Related Subjects: Type 1 DM
|Type 2 DM
|Diabetes in Pregnancy
|HbA1c
|Diabetic Ketoacidosis (DKA) Adults
|Hyperglycaemic Hyperosmolar State (HHS)
|Diabetic Nephropathy
|Diabetic Retinopathy
|Diabetic Neuropathy
|Diabetic Amyotrophy
|Maturity Onset Diabetes of the Young (MODY)
⚡ Cardinal symptoms: abrupt or subacute onset of severe proximal leg pain (thigh, hip, buttock, or back), followed within days to weeks by progressive weakness and muscle wasting.
📖 About
- Also called diabetic amyotrophy or diabetic lumbosacral radiculoplexus neuropathy (DLRPN).
- A rare neurological complication of diabetes, usually affecting older adults with Type 2 diabetes.
- Typically presents with pain first, then asymmetrical proximal weakness.
- Mainstay of management: optimise glycaemic control, treat neuropathic pain, provide physiotherapy, and seek neurology input.
📊 Epidemiology
- 📉 Uncommon, but probably under-recognised.
- 👵 Most often seen in middle-aged or older adults with diabetes.
- 🩺 May occasionally be the presenting feature of previously undiagnosed diabetes.
🧬 Aetiology / Pathophysiology
- 🧠 Believed to be a predominantly ischaemic-inflammatory neuropathy affecting the lumbosacral roots, plexus, and proximal nerves.
- 🩸 Endoneurial microvasculitis and impaired perfusion lead to axonal injury.
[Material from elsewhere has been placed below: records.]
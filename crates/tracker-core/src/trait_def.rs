//! The IssueTracker trait definition.

use std::sync::Arc;

use async_trait::async_trait;

use crate::error::TrackerError;
use crate::issue::{CreatedIssue, TrackerIssue};
use crate::project::ProjectRef;

/// Trait for issue tracker backends.
///
/// Implementations must be safe to share between concurrent requests.
/// None of the methods retry; a failed call is reported once.
#[async_trait]
pub trait IssueTracker: Send + Sync {
    /// Search for open issues whose title contains `title`.
    ///
    /// The search is advisory: it may return partial or over-broad matches,
    /// so callers must re-check titles themselves.
    async fn find_open_issues_by_title(
        &self,
        project: &ProjectRef,
        title: &str,
    ) -> Result<Vec<TrackerIssue>, TrackerError>;

    /// Create a new issue.
    async fn create_issue(
        &self,
        project: &ProjectRef,
        title: &str,
        description: &str,
    ) -> Result<CreatedIssue, TrackerError>;

    /// Add a note to an existing issue.
    async fn add_comment(
        &self,
        project: &ProjectRef,
        iid: u64,
        body: &str,
    ) -> Result<(), TrackerError>;

    /// Get the name of this tracker (for logging/debugging).
    fn name(&self) -> &str;
}

#[async_trait]
impl<T: IssueTracker + ?Sized> IssueTracker for Arc<T> {
    async fn find_open_issues_by_title(
        &self,
        project: &ProjectRef,
        title: &str,
    ) -> Result<Vec<TrackerIssue>, TrackerError> {
        (**self).find_open_issues_by_title(project, title).await
    }

    async fn create_issue(
        &self,
        project: &ProjectRef,
        title: &str,
        description: &str,
    ) -> Result<CreatedIssue, TrackerError> {
        (**self).create_issue(project, title, description).await
    }

    async fn add_comment(
        &self,
        project: &ProjectRef,
        iid: u64,
        body: &str,
    ) -> Result<(), TrackerError> {
        (**self).add_comment(project, iid, body).await
    }

    fn name(&self) -> &str {
        (**self).name()
    }
}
- ⚠️ This explains the combination of severe pain, weakness, wasting, and often a prolonged recovery.
🩺 Clinical Features
- 👤 Typical age: >50 years.
- 💥 Severe unilateral thigh/hip/buttock pain, often spreading over time.
- 🦵 Asymmetrical proximal weakness affecting quadriceps, hip flexors, and adductors.
- 📉 Muscle wasting develops over weeks.
- 🔥 Pain usually precedes weakness and is often very disabling.
- 🧦 Mild sensory symptoms may coexist, especially if there is background diabetic peripheral neuropathy.
- 🦶 Reduced or absent knee jerk; ankle jerks may be preserved unless distal polyneuropathy is also present.
- ⏳ Recovery is usually slow, often over months, and may be incomplete.
🧾 Differential Diagnosis
- 🚨 Cauda equina syndrome.
- 🦴 Lumbar root compression or spinal canal stenosis.
- 🧠 Guillain-Barré syndrome / CIDP.
- 🎗️ Neoplastic lumbosacral plexopathy.
- 🦿 Femoral neuropathy.
- 💪 Myopathy or motor neurone disease, depending on the pattern.
🔎 Investigations
- 🧪 HbA1c / blood glucose and general diabetes assessment.
- 🩸 Check B12, folate, and other bloods if mimics are possible.
- ⚡ EMG and nerve conduction studies to support the diagnosis and help exclude alternative neuropathies.
- 🖥️ MRI lumbosacral spine if structural causes such as disc disease, stenosis, or tumour need exclusion.
- 💉 Lumbar puncture only if an inflammatory neuropathy such as GBS/CIDP is suspected and clinically appropriate.
- 👩⚕️ Consider further imaging or specialist tests if red flags suggest malignancy, infection, or another neuromuscular disorder.
🛠️ Management
- 🍬 Optimise glycaemic control.
- 💊 Treat pain according to neuropathic pain guidance.
- 🏋️ Physiotherapy, mobility support, and falls prevention.
- 🩼 Consider walking aids and rehabilitation if weakness is functionally limiting.
- 👩⚕️ Neurology referral if diagnosis is uncertain, weakness is progressive, or alternative pathology is possible.
- 🧘 Supportive care is important, as recovery is often prolonged and psychologically frustrating for patients.
💊 Neuropathic Pain Options
- 💡 NICE recommends offering one of the following as initial treatment for neuropathic pain in adults: amitriptyline, duloxetine, gabapentin, or pregabalin.
- 🔄 If the first option is ineffective or not tolerated, another first-line option can be tried.